I had never heard of the genocide in Bosnia before. The first picture made me want to look further into the article. The fact that they tried to change or give this a different definition instead of genocide is crazy to me. They were specifically targeting specific groups of people and protecting others. Also the rules that were made during this time were similar to those in Germany. This article was very well written and taught me a lot over a topic I had no previous knowledge.



6:02 am

Bruno Lezama

It is the first time that I read about the Bosnian War and all the terrible things that happened in this war. After reading this article, I believe too that this conflict was not a war. Instead of that, this war was a genocide were a lot of people died because of Serbs. I was surprised about the rules that not-Serbs had. I think that these rules are terrible for human rights. Also, the photos of this article demonstrate how terrible was the Bosnian War. Good article!



6:02 am

Mia Correa

Genocide is a terrible terrible thing to do. When a government has the power to persecute and control their citizens, it is everyone else job to step in. When you see an abusive relationship, you have to say something. It’s the right thing to do. So why would the United States not step in when they see this genocide happening right in front of their eyes? This tends to be a common theme for the United States. We preach about human rights, yet we standby when we see those human rights being abused.



6:02 am

Jacob Silva

I have only recently heard brief mentions of the Bosnian Genocide so I had limited knowledge with what happened, but this article cleared that up with its detailed information. I also like how this article is based around a question being if it was genocide or was it war. After reading about the atrocious actions that were made, I must say this was genocide.



6:02 am

Andrea Degollado

I had never heard of these events prior to today. It is truely horrifying to read all these events and no one did anything. It a tragic thing to read about people to be killed or taken out of their home simply because they are not the same as others. This event is very similar, in my opinion, to the Nazi event. Although this being a very well and informative topic, these events are truly horrifying.



6:02 am

Saira Locke

Topics such as these are very hard to talk about, but this article explained the situation in a very professional and respectful manner.
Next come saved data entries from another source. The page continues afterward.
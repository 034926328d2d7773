//! Domain error types.
//!
//! These errors represent violated invariants in the domain layer. They are
//! distinct from store and transport errors.

use super::AirportCode;

/// Domain-level errors for itinerary construction.
#[derive(Debug, Clone, PartialEq, Eq, thiserror::Error)]
pub enum DomainError {
    /// Itinerary has no legs
    #[error("itinerary must have at least one leg")]
    EmptyItinerary,

    /// Consecutive legs don't share an airport
    #[error("leg arriving at {0} does not connect to leg departing {1}")]
    LegsNotConnected(AirportCode, AirportCode),
}

#[cfg(test)]
mod tests {
    use super::*;

    #[test]
    fn error_display() {
        let err = DomainError::EmptyItinerary;
        assert_eq!(err.to_string(), "itinerary must have at least one leg");

        let mex = AirportCode::parse("MEX").unwrap();
        let jfk = AirportCode::parse("JFK").unwrap();
        let err = DomainError::LegsNotConnected(mex, jfk);
        assert_eq!(
            err.to_string(),
            "leg arriving at MEX does not connect to leg departing JFK"
        );
    }
}
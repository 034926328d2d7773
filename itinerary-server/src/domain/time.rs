//! Departure date and time parsing.
//!
//! Schedules publish a local departure date (`YYYY-MM-DD`) and a local
//! departure time with its UTC offset (`HH:MM` followed by `Z` or `±HH:MM`).
//! All temporal comparisons in the pricing core happen on the absolute UTC
//! instant derived here; the local fields are only kept for display.

use chrono::{DateTime, FixedOffset, NaiveDate, NaiveTime, TimeZone, Utc};

/// Error returned when parsing an invalid date or time string.
#[derive(Debug, Clone, PartialEq, Eq, thiserror::Error)]
#[error("invalid time: {reason}")]
pub struct TimeError {
    reason: &'static str,
}

impl TimeError {
    fn new(reason: &'static str) -> Self {
        Self { reason }
    }
}

/// Parse a calendar date in strict `YYYY-MM-DD` form.
///
/// # Examples
///
/// ```
/// use itinerary_server::domain::parse_date;
///
/// assert!(parse_date("2022-09-14").is_ok());
/// assert!(parse_date("2022-9-14").is_err());
/// assert!(parse_date("2022-02-30").is_err());
/// ```
pub fn parse_date(s: &str) -> Result<NaiveDate, TimeError> {
    let bytes = s.as_bytes();
    if bytes.len() != 10 || bytes[4] != b'-' || bytes[7] != b'-' {
        return Err(TimeError::new("expected YYYY-MM-DD format"));
    }

    let year = parse_digits(&bytes[0..4]).ok_or_else(|| TimeError::new("invalid year digits"))?;
    let month =
        parse_digits(&bytes[5..7]).ok_or_else(|| TimeError::new("invalid month digits"))?;
    let day = parse_digits(&bytes[8..10]).ok_or_else(|| TimeError::new("invalid day digits"))?;

    NaiveDate::from_ymd_opt(year as i32, month, day)
        .ok_or_else(|| TimeError::new("date does not exist"))
}

/// Combine a local departure date and an offset-qualified local time into
/// the absolute UTC departure instant.
///
/// # Examples
///
/// ```
/// use itinerary_server::domain::parse_departure_instant;
/// use chrono::NaiveDate;
///
/// let date = NaiveDate::from_ymd_opt(2022, 9, 14).unwrap();
///
/// let utc = parse_departure_instant(date, "09:00Z").unwrap();
/// assert_eq!(utc.to_rfc3339(), "2022-09-14T09:00:00+00:00");
///
/// let local = parse_departure_instant(date, "12:00+03:00").unwrap();
/// assert_eq!(local, utc);
/// ```
pub fn parse_departure_instant(date: NaiveDate, s: &str) -> Result<DateTime<Utc>, TimeError> {
    if s.len() < 6 || !s.is_ascii() {
        return Err(TimeError::new("expected HH:MM followed by a UTC offset"));
    }

    let (hhmm, offset) = s.split_at(5);
    let time = parse_hhmm(hhmm)?;
    let offset = parse_offset(offset)?;

    offset
        .from_local_datetime(&date.and_time(time))
        .single()
        .map(|local| local.with_timezone(&Utc))
        .ok_or_else(|| TimeError::new("ambiguous local time"))
}

/// Parse "HH:MM".
fn parse_hhmm(s: &str) -> Result<NaiveTime, TimeError> {
    let bytes = s.as_bytes();
    if bytes.len() != 5 || bytes[2] != b':' {
        return Err(TimeError::new("expected HH:MM format"));
    }

    let hour = parse_digits(&bytes[0..2]).ok_or_else(|| TimeError::new("invalid hour digits"))?;
    if hour > 23 {
        return Err(TimeError::new("hour must be 0-23"));
    }

    let minute =
        parse_digits(&bytes[3..5]).ok_or_else(|| TimeError::new("invalid minute digits"))?;
    if minute > 59 {
        return Err(TimeError::new("minute must be 0-59"));
    }

    NaiveTime::from_hms_opt(hour, minute, 0).ok_or_else(|| TimeError::new("invalid time"))
}

/// Parse a UTC offset: "Z", "+HH:MM" or "-HH:MM".
fn parse_offset(s: &str) -> Result<FixedOffset, TimeError> {
    if s == "Z" {
        return FixedOffset::east_opt(0).ok_or_else(|| TimeError::new("invalid offset"));
    }

    let bytes = s.as_bytes();
    if bytes.len() != 6 || bytes[3] != b':' {
        return Err(TimeError::new("expected Z or ±HH:MM offset"));
    }

    let sign = match bytes[0] {
        b'+' => 1,
        b'-' => -1,
        _ => return Err(TimeError::new("offset must start with + or -")),
    };

    let hours =
        parse_digits(&bytes[1..3]).ok_or_else(|| TimeError::new("invalid offset hours"))?;
    let minutes =
        parse_digits(&bytes[4..6]).ok_or_else(|| TimeError::new("invalid offset minutes"))?;
    if hours > 18 || minutes > 59 {
        return Err(TimeError::new("offset out of range"));
    }

    FixedOffset::east_opt(sign * (hours * 3600 + minutes * 60) as i32)
        .ok_or_else(|| TimeError::new("offset out of range"))
}

/// Parse a run of ASCII digits.
fn parse_digits(bytes: &[u8]) -> Option<u32> {
    bytes.iter().try_fold(0u32, |acc, &b| {
        if b.is_ascii_digit() {
            Some(acc * 10 + (b - b'0') as u32)
        } else {
            None
        }
    })
}
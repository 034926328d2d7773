//! In-memory flight store.
//!
//! Holds the whole inventory as an immutable list in ingestion order. All
//! queries are linear scans; the inventory is loaded once at startup and
//! shared read-only across requests.

use std::collections::HashSet;
use std::sync::Arc;

use chrono::{DateTime, NaiveDate, Utc};

use crate::domain::{AirportCode, Flight};

use super::{FlightQuery, StoreError};

/// Flight store backed by a `Vec` in ingestion order.
#[derive(Debug, Clone, Default)]
pub struct InMemoryFlightStore {
    flights: Vec<Arc<Flight>>,
}

impl InMemoryFlightStore {
    /// Create a store from flights in ingestion order.
    ///
    /// Rejects the inventory if two flights share `(flight_number, date)`.
    pub fn new(flights: Vec<Flight>) -> Result<Self, StoreError> {
        let mut seen: HashSet<(String, NaiveDate)> = HashSet::with_capacity(flights.len());

        for flight in &flights {
            if !seen.insert((flight.flight_number.clone(), flight.date)) {
                return Err(StoreError::DuplicateFlight {
                    flight_number: flight.flight_number.clone(),
                    date: flight.date,
                });
            }
        }

        Ok(Self {
            flights: flights.into_iter().map(Arc::new).collect(),
        })
    }

    /// Number of flights held.
    pub fn len(&self) -> usize {
        self.flights.len()
    }

    /// Returns true if the store holds no flights.
    pub fn is_empty(&self) -> bool {
        self.flights.is_empty()
    }

    fn select<F>(&self, min_seats: u32, predicate: F) -> Vec<Arc<Flight>>
    where
        F: Fn(&Flight) -> bool,
    {
        self.flights
            .iter()
            .filter(|f| f.is_bookable(min_seats) && predicate(f))
            .cloned()
            .collect()
    }
}

impl FlightQuery for InMemoryFlightStore {
    fn find_by_date_and_origin(
        &self,
        date: NaiveDate,
        from: &AirportCode,
        min_seats: u32,
    ) -> Result<Vec<Arc<Flight>>, StoreError> {
        Ok(self.select(min_seats, |f| f.date == date && &f.from == from))
    }

    fn find_by_dates_and_airports(
        &self,
        dates: &[NaiveDate],
        airports: &[AirportCode],
        min_seats: u32,
    ) -> Result<Vec<Arc<Flight>>, StoreError> {
        Ok(self.select(min_seats, |f| {
            dates.contains(&f.date) && airports.contains(&f.from) && airports.contains(&f.to)
        }))
    }

    fn find_by_airports_ordered_by_date(
        &self,
        airports: &[AirportCode],
        min_seats: u32,
    ) -> Result<Vec<Arc<Flight>>, StoreError> {
        let mut flights = self.select(min_seats, |f| {
            airports.contains(&f.from) && airports.contains(&f.to)
        });
        // Stable: same-instant flights keep ingestion order.
        flights.sort_by_key(|f| (f.date, f.departure_utc));
        Ok(flights)
    }

    fn find_by_time_window_and_destination(
        &self,
        start: DateTime<Utc>,
        end: DateTime<Utc>,
        to: &AirportCode,
        min_seats: u32,
    ) -> Result<Vec<Arc<Flight>>, StoreError> {
        Ok(self.select(min_seats, |f| {
            &f.to == to && f.departure_utc >= start && f.departure_utc <= end
        }))
    }
}
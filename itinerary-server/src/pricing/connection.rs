//! Connection matching.
//!
//! A flight that lands short of the final destination can be continued by
//! any flight that leaves its arrival airport for the destination within
//! the layover window `[arrival, arrival + waiting_time_between_flights]`.
//! Both ends of the window are inclusive and all comparisons are on UTC
//! instants.

use std::sync::Arc;

use chrono::{DateTime, Duration, Utc};

use crate::domain::{AirportCode, Flight};

use super::config::PricingConfig;

/// The inclusive window in which a next leg must depart after `origin`.
pub fn connection_window(origin: &Flight, waiting: Duration) -> (DateTime<Utc>, DateTime<Utc>) {
    let arrival = origin.arrival_utc();
    (arrival, arrival + waiting)
}

/// Returns true if `origin` still needs a further leg to reach `destination`.
pub fn is_connection_origin(origin: &Flight, destination: &AirportCode) -> bool {
    &origin.to != destination
}

/// The connection predicate: can `next` continue `origin` to `destination`?
///
/// Holds when:
/// - `origin` does not already end at `destination`
/// - `next` departs the airport `origin` lands at
/// - `next` lands at `destination`
/// - `next` departs within the inclusive layover window
/// - `next` has at least the configured seat floor available
pub fn is_connection(
    origin: &Flight,
    next: &Flight,
    destination: &AirportCode,
    config: &PricingConfig,
) -> bool {
    if !is_connection_origin(origin, destination) {
        return false;
    }

    let (earliest, latest) = connection_window(origin, config.connection_window());

    next.from == origin.to
        && &next.to == destination
        && next.departure_utc >= earliest
        && next.departure_utc <= latest
        && next.is_bookable(config.minimum_available_seats())
}

/// Every candidate that continues `origin` to `destination`, in candidate order.
pub fn find_connections(
    origin: &Flight,
    candidates: &[Arc<Flight>],
    destination: &AirportCode,
    config: &PricingConfig,
) -> Vec<Arc<Flight>> {
    candidates
        .iter()
        .filter(|next| is_connection(origin, next, destination, config))
        .cloned()
        .collect()
}

/// The departure range covering the layover windows of all `origins`.
///
/// Used to fetch every possible next leg with a single store query.
/// Returns `None` when there are no origins.
pub fn candidate_bounds(
    origins: &[Arc<Flight>],
    waiting: Duration,
) -> Option<(DateTime<Utc>, DateTime<Utc>)> {
    let earliest = origins.iter().map(|f| f.arrival_utc()).min()?;
    let latest = origins.iter().map(|f| f.arrival_utc()).max()?;
    Some((earliest, latest + waiting))
}
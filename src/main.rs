mod app;
mod auth;
mod clock;
mod config;
mod email;
mod state;

#[tokio::main]
async fn main() -> anyhow::Result<()> {
    dotenvy::dotenv().ok();

    let env_filter = std::env::var("RUST_LOG")
        .unwrap_or_else(|_| "forge_auth=debug,axum=info,tower_http=info".to_string());
    let json_logs = std::env::var("LOG_FORMAT")
        .map(|v| v == "json")
        .unwrap_or(false);

    if json_logs {
        tracing_subscriber::fmt()
            .with_env_filter(env_filter)
            .with_target(false)
            .json()
            .init();
    } else {
        tracing_subscriber::fmt().with_env_filter(env_filter).init();
    }

    let state = state::AppState::init().await?;
    let app = app::build_app(state);
    app::serve(app).await
}
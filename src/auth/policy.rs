use thiserror::Error;

/// Special characters accepted by the strength rules.
pub const SPECIAL_CHARS: &str = "!@#$%^&*(),.?\":{}|<>";

const MIN_LEN: usize = 7;

/// First failing rule, checked in a fixed order so reports are
/// deterministic.
#[derive(Debug, Clone, Copy, PartialEq, Eq, Error)]
pub enum PolicyViolation {
    #[error("Password must be at least 7 characters long")]
    TooShort,
    #[error("Password must contain at least one capital letter")]
    NoUppercase,
    #[error("Password must contain at least one number")]
    NoDigit,
    #[error("Password must contain at least one special character")]
    NoSpecial,
}

/// Strength check applied on every path that sets a password (signup,
/// OTP reset, authenticated change). Never applied when merely checking
/// an existing password.
pub fn validate_password(candidate: &str) -> Result<(), PolicyViolation> {
    if candidate.chars().count() < MIN_LEN {
        return Err(PolicyViolation::TooShort);
    }
    if !candidate.chars().any(|c| c.is_ascii_uppercase()) {
        return Err(PolicyViolation::NoUppercase);
    }
    if !candidate.chars().any(|c| c.is_ascii_digit()) {
        return Err(PolicyViolation::NoDigit);
    }
    if !candidate.chars().any(|c| SPECIAL_CHARS.contains(c)) {
        return Err(PolicyViolation::NoSpecial);
    }
    Ok(())
}

#[cfg(test)]
mod tests {
    use super::*;

    #[test]
    fn accepts_password_meeting_all_rules() {
        assert_eq!(validate_password("Abcdef1!"), Ok(()));
        assert_eq!(validate_password("Ghijkl2@"), Ok(()));
        // exactly at the length floor
        assert_eq!(validate_password("Abcd1!x"), Ok(()));
    }

    #[test]
    fn rejects_short_password_first() {
        // also lacks a digit and a special char; length reports first
        assert_eq!(validate_password("Abc"), Err(PolicyViolation::TooShort));
        assert_eq!(validate_password("Abcd1!"), Err(PolicyViolation::TooShort));
    }

    #[test]
    fn rejects_missing_uppercase() {
        assert_eq!(
            validate_password("abcdef1!"),
            Err(PolicyViolation::NoUppercase)
        );
    }

    #[test]
    fn rejects_missing_digit() {
        assert_eq!(
            validate_password("Abcdefg!"),
            Err(PolicyViolation::NoDigit)
        );
    }

    #[test]
    fn rejects_missing_special() {
        assert_eq!(
            validate_password("Abcdefg1"),
            Err(PolicyViolation::NoSpecial)
        );
    }

    #[test]
    fn every_listed_special_char_satisfies_the_rule() {
        for c in SPECIAL_CHARS.chars() {
            let candidate = format!("Abcdef1{c}");
            assert_eq!(validate_password(&candidate), Ok(()), "char {c:?}");
        }
    }

    #[test]
    fn passes_iff_all_predicates_hold() {
        let cases = [
            ("", false),
            ("A1!", false),
            ("abcdefg1!", false),
            ("ABCDEFG!", false),
            ("ABCDEFG1", false),
            ("Abcdefg1!", true),
            ("P@ssw0rd", true),
        ];
        for (candidate, expected) in cases {
            assert_eq!(
                validate_password(candidate).is_ok(),
                expected,
                "candidate {candidate:?}"
            );
        }
    }
}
It is sad to think that things like this have happened in our worlds history and are sadly still happening to this day. This reminded me of the horrific Jew genocide known as the holocaust by capturing victims and torturing them.



6:02 am

Audrey Uribe

I was unaware of the Bosnian War or any of the crime surrounding it. After reading it I am appalled by the horrifying actions taken. This stuff happens more than we are aware of and it is unacceptable that no attention is drawn to it. I just read another article about Raphael Lemkin whom single handedly stood against genocide and influenced millions. Amazing article



6:02 am

Octaviano Ibarra

I was not aware of any of the events going on in Bosnia and wow was this tough to read. Even the images chosen were horrific and powerful o a display on what went on that I’m sure not only myself, but many others weren’t aware of. What was also very surprising was that there was not much major concern over a few years because of how blind many were to the fact a genocide was happening and someone could have stopped it sooner.